*WHAT THE TASK REQUIRES*
Scan the data for "tags" and copy each matching line.

*Records contained in a dataset*
______

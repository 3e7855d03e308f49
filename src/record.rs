//! MARC record structures and operations.
//!
//! This module provides the core record types produced by conversions:
//! - [`Record`] — Leader plus control and data fields
//! - [`Field`] — Variable data fields (010+)
//! - [`Subfield`] — Coded data elements within fields
//!
//! Fields keep the order in which they were added. Adding a field whose tag
//! already exists appends another occurrence; nothing is overwritten.
//!
//! # Examples
//!
//! ```
//! use finc_marc::{Field, Leader, Record};
//!
//! let mut record = Record::new(Leader::default());
//! record.add_control_field("001".to_string(), "finc-109-4711".to_string());
//!
//! let mut field = Field::new("245".to_string(), ' ', ' ');
//! field.add_subfield('a', "Der Himmel über Berlin".to_string());
//! record.add_field(field);
//!
//! assert_eq!(record.title(), Some("Der Himmel über Berlin"));
//! ```

use crate::leader::Leader;
use serde::{Deserialize, Serialize};
use smallvec::SmallVec;

/// A MARC bibliographic record
///
/// Control fields and data fields are each an ordered sequence. Repeated
/// tags may be interleaved with other tags.
#[derive(Debug, Clone, Default, PartialEq, Eq, Serialize, Deserialize)]
pub struct Record {
    /// Record leader (24 bytes)
    pub leader: Leader,
    /// Control fields (001-009) as (tag, value), in insertion order
    pub control_fields: Vec<(String, String)>,
    /// Data fields (010+), in insertion order
    pub fields: Vec<Field>,
}

/// A data field in a MARC record (fields 010 and higher)
#[derive(Debug, Clone, PartialEq, Eq, Serialize, Deserialize)]
pub struct Field {
    /// Field tag (3 digits)
    pub tag: String,
    /// First indicator
    pub indicator1: char,
    /// Second indicator
    pub indicator2: char,
    /// Subfields (stored in `SmallVec` to avoid allocation for typical fields with 4 or fewer subfields)
    pub subfields: SmallVec<[Subfield; 4]>,
}

/// A subfield within a field
#[derive(Debug, Clone, PartialEq, Eq, Serialize, Deserialize)]
pub struct Subfield {
    /// Subfield code (single character)
    pub code: char,
    /// Subfield value
    pub value: String,
}

/// Whether a tag names a control field (`"001"` to `"009"`).
#[must_use]
pub fn is_control_tag(tag: &str) -> bool {
    tag.len() == 3 && tag.bytes().all(|b| b.is_ascii_digit()) && tag < "010"
}

impl Record {
    /// Create a new MARC record with the given leader
    #[must_use]
    pub fn new(leader: Leader) -> Self {
        Record {
            leader,
            control_fields: Vec::new(),
            fields: Vec::new(),
        }
    }

    /// Add a control field (001-009). Repeated tags append.
    pub fn add_control_field(&mut self, tag: String, value: String) {
        self.control_fields.push((tag, value));
    }

    /// Get the first value of a control field
    #[must_use]
    pub fn get_control_field(&self, tag: &str) -> Option<&str> {
        self.control_fields
            .iter()
            .find(|(t, _)| t == tag)
            .map(|(_, value)| value.as_str())
    }

    /// Iterate over all control fields as (tag, value) pairs, in insertion order
    pub fn control_fields_iter(&self) -> impl Iterator<Item = (&str, &str)> {
        self.control_fields
            .iter()
            .map(|(tag, value)| (tag.as_str(), value.as_str()))
    }

    /// Iterate over the values of control fields with a given tag
    pub fn control_fields_by_tag<'a>(&'a self, tag: &'a str) -> impl Iterator<Item = &'a str> {
        self.control_fields
            .iter()
            .filter(move |(t, _)| t == tag)
            .map(|(_, value)| value.as_str())
    }

    /// Add a data field. Repeated tags append.
    pub fn add_field(&mut self, field: Field) {
        self.fields.push(field);
    }

    /// Remove every field (control or data) with a given tag
    pub fn remove_fields(&mut self, tag: &str) {
        self.control_fields.retain(|(t, _)| t != tag);
        self.fields.retain(|f| f.tag != tag);
    }

    /// Get first field with a given tag
    #[must_use]
    pub fn get_field(&self, tag: &str) -> Option<&Field> {
        self.fields.iter().find(|f| f.tag == tag)
    }

    /// Iterate over all data fields in insertion order
    pub fn fields(&self) -> impl Iterator<Item = &Field> {
        self.fields.iter()
    }

    /// Iterate over fields matching a specific tag
    pub fn fields_by_tag<'a>(&'a self, tag: &'a str) -> impl Iterator<Item = &'a Field> {
        self.fields.iter().filter(move |f| f.tag == tag)
    }

    /// First value of subfield `code` in the first `tag` field that has one.
    #[must_use]
    pub fn subfield_value(&self, tag: &str, code: char) -> Option<&str> {
        self.fields
            .iter()
            .filter(|f| f.tag == tag)
            .find_map(|field| field.get_subfield(code))
    }

    /// Title proper (245 $a)
    #[must_use]
    pub fn title(&self) -> Option<&str> {
        self.get_field("245").and_then(|f| f.get_subfield('a'))
    }

    /// Every (tag, subfield code, value) triple of the data fields, in order.
    #[must_use]
    pub fn subfield_triples(&self) -> Vec<(String, char, String)> {
        self.fields()
            .flat_map(|field| {
                field
                    .subfields
                    .iter()
                    .map(|sf| (field.tag.clone(), sf.code, sf.value.clone()))
            })
            .collect()
    }
}

impl Field {
    /// Create a new data field
    #[must_use]
    pub fn new(tag: String, indicator1: char, indicator2: char) -> Self {
        Field {
            tag,
            indicator1,
            indicator2,
            subfields: SmallVec::new(),
        }
    }

    /// Add a subfield
    pub fn add_subfield(&mut self, code: char, value: String) {
        self.subfields.push(Subfield { code, value });
    }

    /// Add a subfield using a string slice
    pub fn add_subfield_str(&mut self, code: char, value: &str) {
        self.add_subfield(code, value.to_string());
    }

    /// Get first value for a subfield code
    #[must_use]
    pub fn get_subfield(&self, code: char) -> Option<&str> {
        self.subfields
            .iter()
            .find(|sf| sf.code == code)
            .map(|sf| sf.value.as_str())
    }

    /// Get all values for a subfield code
    #[must_use]
    pub fn get_subfield_values(&self, code: char) -> Vec<&str> {
        self.subfields_by_code(code).collect()
    }

    /// Iterate over subfields with a specific code
    pub fn subfields_by_code(&self, code: char) -> impl Iterator<Item = &str> {
        self.subfields
            .iter()
            .filter(move |sf| sf.code == code)
            .map(|sf| sf.value.as_str())
    }

    /// Drop subfields with empty values, keeping the order of the rest.
    pub fn retain_non_empty(&mut self) {
        self.subfields.retain(|sf| !sf.value.is_empty());
    }
}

______

*WRITTEN SOLUTION*
/// tags may be interleaved with other tags.
    /// Add a control field (001-009). Repeated tags append.
    /// Add a data field. Repeated tags append.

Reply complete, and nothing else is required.